Professora Agnis Freitas, Professora de Educação Infantil no Município de São Paulo
Quando a professora Agnis diz que viver a diversidade é compreender a grande teia de saberes formada em uma sala de aula, creio que podemos pensar como exemplo no perigo da história única. A história única é aquela que diz que todo e qualquer herói tinha sempre a mesma cultura, o mesmo padrão estético. Que os saberes vêm de um mesmo lugar. Que há hierarquia intelectual entre as pessoas a depender de qual povo, qual país, qual religião, qual cultura ela veio. É aquela história contada a partir de uma única perspetiva e que, na maioria das vezes, é uma perspectiva eurocêntrica.

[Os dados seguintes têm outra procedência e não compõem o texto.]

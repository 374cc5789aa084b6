//! docfill CLI - Main entry point

use anyhow::{Context, Result};
use clap::{Parser, Subcommand};
use docfill_engine::DocxTemplateEngine;
use std::path::PathBuf;
use tracing_subscriber::{layer::SubscriberExt, util::SubscriberInitExt};

#[derive(Parser)]
#[command(name = "docfill")]
#[command(version)]
#[command(about = "Render .docx templates against JSON data", long_about = None)]
struct Cli {
    /// Enable debug logging
    #[arg(short, long, global = true)]
    verbose: bool,

    #[command(subcommand)]
    command: Commands,
}

#[derive(Subcommand)]
enum Commands {
    /// Merge a template with a JSON data file
    Render {
        /// The .docx template
        template: PathBuf,

        /// The JSON data file
        data: PathBuf,

        /// Write the rendered document to FILE
        #[arg(short, long)]
        output: PathBuf,

        /// Resolve relative image paths against DIR (default: the data
        /// file's directory)
        #[arg(long)]
        image_dir: Option<PathBuf>,
    },
}

fn main() -> Result<()> {
    let cli = Cli::parse();

    let filter = if cli.verbose { "debug" } else { "warn" };
    tracing_subscriber::registry()
        .with(tracing_subscriber::fmt::layer().with_writer(std::io::stderr))
        .with(
            tracing_subscriber::EnvFilter::try_from_default_env()
                .unwrap_or_else(|_| tracing_subscriber::EnvFilter::new(filter)),
        )
        .init();

    match cli.command {
        Commands::Render {
            template,
            data,
            output,
            image_dir,
        } => render(template, data, output, image_dir),
    }
}

fn render(
    template: PathBuf,
    data: PathBuf,
    output: PathBuf,
    image_dir: Option<PathBuf>,
) -> Result<()> {
    let template_bytes = std::fs::read(&template)
        .with_context(|| format!("failed to read template {}", template.display()))?;
    let json_data = std::fs::read_to_string(&data)
        .with_context(|| format!("failed to read data file {}", data.display()))?;

    let base_dir = image_dir
        .or_else(|| data.parent().map(PathBuf::from))
        .unwrap_or_else(|| PathBuf::from("."));

    tracing::debug!(
        template = %template.display(),
        data = %data.display(),
        image_dir = %base_dir.display(),
        "rendering template"
    );

    let engine = DocxTemplateEngine::with_base_dir(base_dir);
    let rendered = engine.render_bytes(&template_bytes, &json_data)?;

    std::fs::write(&output, rendered)
        .with_context(|| format!("failed to write {}", output.display()))?;
    tracing::debug!(output = %output.display(), "wrote rendered document");
    Ok(())
}
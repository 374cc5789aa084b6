/*
 * format.rs
 * Copyright (c) 2025 Posit, PBC
 */

//! Invariant-culture pattern formatting for the `format` operator.
//!
//! Numeric patterns follow the `#,##0.00` convention: `0` is a required
//! digit, `#` an optional one, `,` enables thousands grouping, and a `%` or
//! `‰` anywhere in the pattern multiplies the value by 100 or 1000 while
//! staying in the output verbatim. Date patterns use `yyyy`/`MM`/`dd`/
//! `HH`/`mm`/`ss` runs (single-letter forms unpadded); any other character
//! is a literal, so patterns like `yyyy年M月` work as-is.

use chrono::{DateTime, Datelike, NaiveDate, NaiveDateTime, NaiveTime, Timelike};

/// Format a number with a `#,##0.00`-style pattern.
pub fn format_number(value: f64, pattern: &str) -> String {
    if pattern.trim().is_empty() {
        return crate::value::Value::Float(value).to_text();
    }

    let mut scaled = value;
    for c in pattern.chars() {
        match c {
            '%' => scaled *= 100.0,
            '‰' => scaled *= 1000.0,
            _ => {}
        }
    }

    let chars: Vec<char> = pattern.chars().collect();
    let first = chars.iter().position(|c| matches!(c, '#' | '0'));
    let last = chars.iter().rposition(|c| matches!(c, '#' | '0'));
    let (first, last) = match (first, last) {
        (Some(f), Some(l)) => (f, l),
        // No digit placeholders: the pattern is all literal text.
        _ => return pattern.to_string(),
    };

    let prefix: String = chars[..first].iter().collect();
    let suffix: String = chars[last + 1..].iter().collect();
    let core: String = chars[first..=last]
        .iter()
        .filter(|c| matches!(c, '#' | '0' | ',' | '.'))
        .collect();

    let (int_pattern, frac_pattern) = match core.split_once('.') {
        Some((i, f)) => (i, f),
        None => (core.as_str(), ""),
    };
    let grouped = int_pattern.contains(',');
    let min_int_digits = int_pattern.chars().filter(|c| *c == '0').count().max(1);
    let min_frac_digits = frac_pattern.chars().filter(|c| *c == '0').count();
    let max_frac_digits = frac_pattern.chars().filter(|c| matches!(c, '#' | '0')).count();

    let negative = scaled < 0.0;
    // Round half away from zero at the pattern's precision.
    let factor = 10f64.powi(max_frac_digits as i32);
    let rounded = (scaled.abs() * factor).round() / factor;

    let digits = format!("{:.*}", max_frac_digits, rounded);
    let (int_digits, frac_digits) = match digits.split_once('.') {
        Some((i, f)) => (i.to_string(), f.to_string()),
        None => (digits, String::new()),
    };

    let mut int_digits = int_digits;
    while int_digits.len() < min_int_digits {
        int_digits.insert(0, '0');
    }
    if grouped {
        int_digits = group_thousands(&int_digits);
    }

    let mut frac_digits = frac_digits;
    while frac_digits.len() > min_frac_digits && frac_digits.ends_with('0') {
        frac_digits.pop();
    }

    let mut out = String::new();
    if negative && rounded != 0.0 {
        out.push('-');
    }
    out.push_str(&prefix);
    out.push_str(&int_digits);
    if !frac_digits.is_empty() {
        out.push('.');
        out.push_str(&frac_digits);
    }
    out.push_str(&suffix);
    out
}

fn group_thousands(digits: &str) -> String {
    let mut out = String::with_capacity(digits.len() + digits.len() / 3);
    let chars: Vec<char> = digits.chars().collect();
    for (i, c) in chars.iter().enumerate() {
        if i > 0 && (chars.len() - i) % 3 == 0 {
            out.push(',');
        }
        out.push(*c);
    }
    out
}

/// Parse a date/time string: round-trip ISO-8601 first, then the common
/// locale-free forms.
pub fn parse_datetime(input: &str) -> Option<NaiveDateTime> {
    let text = input.trim();
    if text.is_empty() {
        return None;
    }

    if let Ok(dt) = DateTime::parse_from_rfc3339(text) {
        return Some(dt.naive_local());
    }
    for fmt in [
        "%Y-%m-%dT%H:%M:%S%.f",
        "%Y-%m-%d %H:%M:%S%.f",
        "%Y-%m-%dT%H:%M",
        "%Y-%m-%d %H:%M",
    ] {
        if let Ok(dt) = NaiveDateTime::parse_from_str(text, fmt) {
            return Some(dt);
        }
    }
    for fmt in ["%Y-%m-%d", "%Y/%m/%d"] {
        if let Ok(date) = NaiveDate::parse_from_str(text, fmt) {
            return date.and_hms_opt(0, 0, 0);
        }
    }
    // Year-month only, e.g. "2025-01".
    if let Some((year, month)) = text.split_once('-') {
        if year.len() == 4 && !month.contains(['-', ':', ' ']) {
            if let (Ok(y), Ok(m)) = (year.parse::<i32>(), month.parse::<u32>()) {
                return NaiveDate::from_ymd_opt(y, m, 1)?.and_hms_opt(0, 0, 0);
            }
        }
    }
    if let Ok(time) = NaiveTime::parse_from_str(text, "%H:%M:%S") {
        return NaiveDate::from_ymd_opt(1, 1, 1)?.and_time(time).into();
    }
    None
}

/// Format a date/time with a `yyyy`/`MM`/`dd`/`HH`/`mm`/`ss` pattern.
/// Unrecognized characters pass through as literals.
pub fn format_datetime(dt: NaiveDateTime, pattern: &str) -> String {
    let mut out = String::with_capacity(pattern.len());
    let chars: Vec<char> = pattern.chars().collect();
    let mut i = 0;
    while i < chars.len() {
        let c = chars[i];
        let mut run = 1;
        while i + run < chars.len() && chars[i + run] == c {
            run += 1;
        }
        match c {
            'y' => {
                if run >= 4 {
                    out.push_str(&format!("{:04}", dt.year()));
                } else if run >= 2 {
                    out.push_str(&format!("{:02}", dt.year().rem_euclid(100)));
                } else {
                    out.push_str(&dt.year().to_string());
                }
            }
            'M' => push_padded(&mut out, dt.month(), run),
            'd' => push_padded(&mut out, dt.day(), run),
            'H' => push_padded(&mut out, dt.hour(), run),
            'm' => push_padded(&mut out, dt.minute(), run),
            's' => push_padded(&mut out, dt.second(), run),
            _ => {
                for _ in 0..run {
                    out.push(c);
                }
            }
        }
        i += run;
    }
    out
}

fn push_padded(out: &mut String, n: u32, run: usize) {
    if run >= 2 {
        out.push_str(&format!("{:02}", n));
    } else {
        out.push_str(&n.to_string());
    }
}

E assim, dia após dia. Anos após ano, aprendemos errado e ensinamos errado.
Uma grande aliada na valorização da diversidade é a curiosidade. Somos seres curiosos. Às vezes, depois de adultos, essa curiosidade pode adormecer, mas é bem possível que, dando uma movimentada nas coisas, ela volte a aflorar. A curiosidade nos faz descobrir o novo, certo? E esse novo muitas vezes nos tira da zona de conforto!
Uma escola que pode contar com um corpo docente diverso terá grandes oportunidades de construir projetos de vida e aprendizagens duradouras com seus estudantes e com toda comunidade escolar.
Mas afinal, como construir um corpo docente diverso na escola?
Quero compartilhar algumas dicas, mas de forma alguma quero que isso pareça uma receita pronta. Implementar intencionalmente a diversidade na escola é um trabalho que precisa ser contínuo. Precisa ser participativo e, principalmente, é imprescindível vontade. Sim, vontade! Porque o primeiro passo para implementar qualquer mudança, qualquer melhoria, é justamente a vontade de fazer isso.
Se sua escola quer ter um corpo docente diverso, minhas dicas são:
- Pensar sobre o motivo. Afinal, por que a escola quer isso? Pra quê? Que diferença isso vai fazer? Pode parecer óbvio né? A resposta pode ser: Ora, porque é o certo. Porque agora está todo mundo falando sobre isso. Porque se não fizermos isso vamos perder o evento de final de ano…
Pense nos reais motivos. Precisa ser verdadeiro, genuíno.
Precisa ser importante para você, para sua comunidade.
- Faça um levantamento: Analisando o corpo docente hoje, como está a diversidade de gênero, de religião, racial, social.. É tudo muito muito parecido? Depois de fazer esta observação, qual foi o resultado? Foi bom?
- Como se sentem os professores, coordenadores e gestores? Eles sentem que trabalham com pessoas diversas, que poderão propor ideias também diversas? Imagine se na sua escola só há um professor negro. Você acha que ele se sente à vontade no espaço? Se há somente um professor surdo e só um outro professor que sabe libras. Será que a interação no dia a dia é boa? Ou será que há uma limitação de conversas, de trocas? Se a escola faz um trabalho no dia das mães, como estas mães são apresentadas? Sempre iguais? Todas em casa, preparando o jantar? Ou além destas mães há também aquelas que são mecânicas, lojistas, recepcionistas, médicas, cientistas, babás…E quem define o perfil ou os perfis de mãe neste trabalho escolar?
Desafiador, né?
Mas ao mesmo tempo gratificante. Porque é gratificante permitir ao estudante e a si próprio a possibilidade de pensar junto e de co-criar, inclusive com quem pensa diferente. Com quem acredita em outras coisas.
Permitir afetar-se!
Como é aí na sua escola? Que tal me contar sobre como está acontecendo, ou como vocês desejam ver a diversidade acontecer, na prática docente?
E como vocês já sabem…esta história não acaba nem aqui nem lá. Esta história tem muito para contar. E eu que estou indo embora, te encontro já já.